2016山东解放军文职检验学备考：血清蛋白电泳分析原理

 血清蛋白电泳分析原理

血清中各种蛋白质的等电点不同，在同一pH电场中所带电荷量也不同，加之蛋白质的分子量亦不相同，所以在同一电场中电泳迁移率就有差异。
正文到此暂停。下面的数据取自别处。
use std::{cell::OnceCell, fmt};

use crate::ast::Directive;

/// Row count emitted as `LIMIT` when an `OFFSET` is present without one.
///
/// SQLite requires `OFFSET` to follow a `LIMIT` and rejects anything above
/// the largest signed 64-bit integer.
pub const SQLITE_MAX_LIMIT: i64 = i64::MAX;

/// Directives sorted into the parts of a SELECT statement.
///
/// Entries are indices into the append log of the owning [`Dataquery`].
#[derive(Debug, Clone, Default, PartialEq)]
struct Buckets {
    distinct: bool,
    values: Vec<usize>,
    wheres: Vec<usize>,
    bys: Vec<usize>,
    havings: Vec<usize>,
    orders: Vec<usize>,
    limit: Option<usize>,
    offset: Option<usize>,
}

impl Buckets {
    /// Single left-to-right pass over the append log.
    fn classify(directives: &[Directive]) -> Self {
        let mut buckets = Buckets::default();

        for (index, directive) in directives.iter().enumerate() {
            match directive {
                Directive::Distinct => buckets.distinct = true,
                Directive::All => buckets.distinct = false,
                Directive::Where(_) => buckets.wheres.push(index),
                Directive::By(_) => {
                    // A grouping key is also selected
                    buckets.bys.push(index);
                    buckets.values.push(index);
                }
                Directive::Having(_) => buckets.havings.push(index),
                Directive::Order { .. } => buckets.orders.push(index),
                Directive::Limit(_) => buckets.limit = Some(index),
                Directive::Offset(_) => buckets.offset = Some(index),
                Directive::Column(_)
                | Directive::Constant(_)
                | Directive::Call { .. }
                | Directive::Group(_)
                | Directive::UnaryOp { .. }
                | Directive::BinaryOp { .. } => buckets.values.push(index),
            }
        }

        tracing::debug!(
            directives = directives.len(),
            values = buckets.values.len(),
            wheres = buckets.wheres.len(),
            bys = buckets.bys.len(),
            havings = buckets.havings.len(),
            orders = buckets.orders.len(),
            distinct = buckets.distinct,
            "classified dataquery"
        );

        buckets
    }
}

/// An accumulating query description over a single table.
///
/// Directives are appended in order and rendered either as compact notation
/// ([`Dataquery::dql`]), which keeps the append order, or as a SQL SELECT
/// statement ([`Dataquery::sql`]), which places each directive into its
/// clause. Classification happens lazily on the first render after a change
/// and is reused until the next [`append`](Dataquery::append).
///
/// A `Dataquery` is not `Sync`; share it across threads behind a lock.
///
/// # Examples
///
/// ```
/// use dataquery::{BinOp, Dataquery, Directive};
///
/// let query = Dataquery::new("sales")
///     .with(Directive::by(Directive::column("region")))
///     .with(Directive::where_clause(Directive::binary(
///         BinOp::GreaterThan,
///         Directive::column("amount"),
///         Directive::constant(100),
///     )))
///     .with(Directive::order(Directive::column("region")));
///
/// assert_eq!(query.dql(), "sales[by(region),where(amount>100),order(region)]");
/// assert_eq!(
///     query.sql(),
///     r#"SELECT "region" FROM "sales" WHERE "amount">100 GROUP BY "region" ORDER BY "region" ASC"#
/// );
/// ```
#[derive(Debug, Clone, Default)]
pub struct Dataquery {
    table: String,
    directives: Vec<Directive>,
    buckets: OnceCell<Buckets>,
    #[cfg(test)]
    classifications: std::cell::Cell<usize>,
}

impl Dataquery {
    /// Creates an empty query over `table`.
    pub fn new(table: impl Into<String>) -> Self {
        Dataquery {
            table: table.into(),
            ..Self::default()
        }
    }

    /// Sets the target table, consuming and returning the query.
    pub fn from(mut self, table: impl Into<String>) -> Self {
        self.set_table(table);
        self
    }

    /// Sets or overwrites the target table.
    ///
    /// The name is used verbatim in both renderings.
    pub fn set_table(&mut self, table: impl Into<String>) -> &mut Self {
        self.table = table.into();
        self
    }

    /// Appends a directive, consuming and returning the query.
    pub fn with(mut self, directive: Directive) -> Self {
        self.append(directive);
        self
    }

    /// Appends a directive to the end of the log.
    pub fn append(&mut self, directive: Directive) -> &mut Self {
        self.directives.push(directive);
        self.buckets.take();
        self
    }

    /// Appends every directive in order. An empty iterator leaves the query
    /// untouched.
    pub fn append_all(&mut self, directives: impl IntoIterator<Item = Directive>) -> &mut Self {
        for directive in directives {
            self.append(directive);
        }
        self
    }

    pub fn table(&self) -> &str {
        &self.table
    }

    /// Directives in append order.
    pub fn directives(&self) -> &[Directive] {
        &self.directives
    }

    pub fn len(&self) -> usize {
        self.directives.len()
    }

    pub fn is_empty(&self) -> bool {
        self.directives.is_empty()
    }

    /// Whether the SELECT will be `DISTINCT` (the last marker wins).
    pub fn is_distinct(&self) -> bool {
        self.buckets().distinct
    }

    fn buckets(&self) -> &Buckets {
        self.buckets.get_or_init(|| {
            #[cfg(test)]
            self.classifications.set(self.classifications.get() + 1);
            Buckets::classify(&self.directives)
        })
    }

    /// Renders the compact notation: `table[directive,directive,...]`.
    ///
    /// Directives appear in append order regardless of their kind.
    pub fn dql(&self) -> String {
        self.buckets();

        let items: Vec<String> = self.directives.iter().map(Directive::dql).collect();
        let dql = format!("{}[{}]", self.table, items.join(","));
        tracing::trace!(%dql, "rendered notation");
        dql
    }

    /// Renders a SQL SELECT statement.
    ///
    /// Clauses always appear in the order SELECT, FROM, WHERE, GROUP BY,
    /// HAVING, ORDER BY, LIMIT, OFFSET; empty clauses are omitted.
    pub fn sql(&self) -> String {
        let buckets = self.buckets();
        let mut sql = "SELECT".to_string();

        if buckets.distinct {
            sql.push_str(" DISTINCT");
        }

        if buckets.values.is_empty() {
            sql.push_str(" *");
        } else {
            sql.push(' ');
            sql.push_str(&self.joined(&buckets.values, ", "));
        }

        sql.push_str(&format!(" FROM \"{}\"", self.table));

        if !buckets.wheres.is_empty() {
            sql.push_str(" WHERE ");
            sql.push_str(&self.conjunction(&buckets.wheres));
        }

        if !buckets.bys.is_empty() {
            sql.push_str(" GROUP BY ");
            sql.push_str(&self.joined(&buckets.bys, ", "));
        }

        if !buckets.havings.is_empty() {
            sql.push_str(" HAVING ");
            sql.push_str(&self.conjunction(&buckets.havings));
        }

        if !buckets.orders.is_empty() {
            let orders: Vec<String> = buckets
                .orders
                .iter()
                .map(|&index| {
                    let directive = &self.directives[index];
                    let mut order = directive.sql();
                    if let Directive::Order { direction, .. } = directive {
                        if *direction > 0.0 {
                            order.push_str(" ASC");
                        } else if *direction < 0.0 {
                            order.push_str(" DESC");
                        }
                    }
                    order
                })
                .collect();
            sql.push_str(" ORDER BY ");
            sql.push_str(&orders.join(", "));
        }

        if let Some(limit) = buckets.limit {
            sql.push_str(" LIMIT ");
            sql.push_str(&self.directives[limit].sql());
        }

        if let Some(offset) = buckets.offset {
            if buckets.limit.is_none() {
                sql.push_str(&format!(" LIMIT {}", SQLITE_MAX_LIMIT));
            }
            sql.push_str(" OFFSET ");
            sql.push_str(&self.directives[offset].sql());
        }

        tracing::trace!(%sql, "rendered sql");
        sql
    }

    fn joined(&self, indices: &[usize], separator: &str) -> String {
        let items: Vec<String> = indices
            .iter()
            .map(|&index| self.directives[index].sql())
            .collect();
        items.join(separator)
    }

    /// A single member is emitted bare; several are wrapped as `(a) AND (b)`.
    fn conjunction(&self, indices: &[usize]) -> String {
        match indices {
            [single] => self.directives[*single].sql(),
            _ => format!("({})", self.joined(indices, ") AND (")),
        }
    }
}

impl Extend<Directive> for Dataquery {
    fn extend<I: IntoIterator<Item = Directive>>(&mut self, iter: I) {
        self.append_all(iter);
    }
}

impl FromIterator<Directive> for Dataquery {
    /// Collects directives into a query with an empty table name.
    fn from_iter<I: IntoIterator<Item = Directive>>(iter: I) -> Self {
        let mut query = Dataquery::default();
        query.append_all(iter);
        query
    }
}

impl fmt::Display for Dataquery {
    fn fmt(&self, f: &mut fmt::Formatter<'_>) -> fmt::Result {
        f.write_str(&self.dql())
    }
}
用醋酸纤维素薄膜做载体，用pH8.6的缓冲溶液电泳，血浆蛋白带负电荷，按其泳动速度可将血清(浆)蛋白质分成分为五条区带，从正极到负极依次为白蛋白和α1、α2、β、γ-球蛋白，白蛋白跑得最快，含量高，染色颜色最深，γ-球蛋白跑得最慢，α1区带染色最浅。
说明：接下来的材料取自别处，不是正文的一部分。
//! CLI support for dataquery
//!
//! Provides programmatic access to the `dataquery` command so other tools
//! can embed it without shelling out.

mod convert;
mod docs;
mod render;

pub use convert::query_to_json;
pub use docs::{DocCategory, get_doc_category, get_docs_overview};
pub use render::{OutputFormat, RenderOptions, RenderResult, execute_render};

use std::io;

/// Errors that can occur during CLI operations
#[derive(Debug, thiserror::Error)]
pub enum CliError {
    /// Notation could not be parsed
    #[error("Parse error: {0}")]
    Parse(#[from] crate::ParseError),

    /// JSON serialization error
    #[error("JSON error: {0}")]
    Json(#[from] serde_json::Error),

    /// IO error
    #[error("IO error: {0}")]
    Io(#[from] io::Error),

    /// No query provided
    #[error("No query provided. Pass a query argument or pipe one to stdin.")]
    NoInput,

    /// Unknown documentation category
    #[error("Unknown category: '{0}'\nRun 'dataquery docs' to see available categories.")]
    UnknownCategory(String),
}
通过染色和光密度扫描可计算出各区带蛋白质占总蛋白的百分含量，是了解血清(浆)蛋白质全貌的有价值的方法。

利用血清电泳测定各组分的含量，通常采用各区带百分浓度与血清总蛋白浓度相乘，以g/L表示。

清蛋白：35-52g/L(57-68%)

α1-球蛋白：1.0-4.0g/L(1.0-5.7%)

α2-球蛋白：4.0-8.0g/L(4.9-11.2%)

β-球蛋白：5.0-10.0g/L(7-13%)

γ-球蛋白：6.0-13.0g/L(9.8-18.2%)

在琼脂糖凝胶电泳中常可分出13个区带，采用特殊染色方法可区别出脂蛋白。聚丙烯酰胺凝胶电泳在适当条件下可以分出30分多个区带。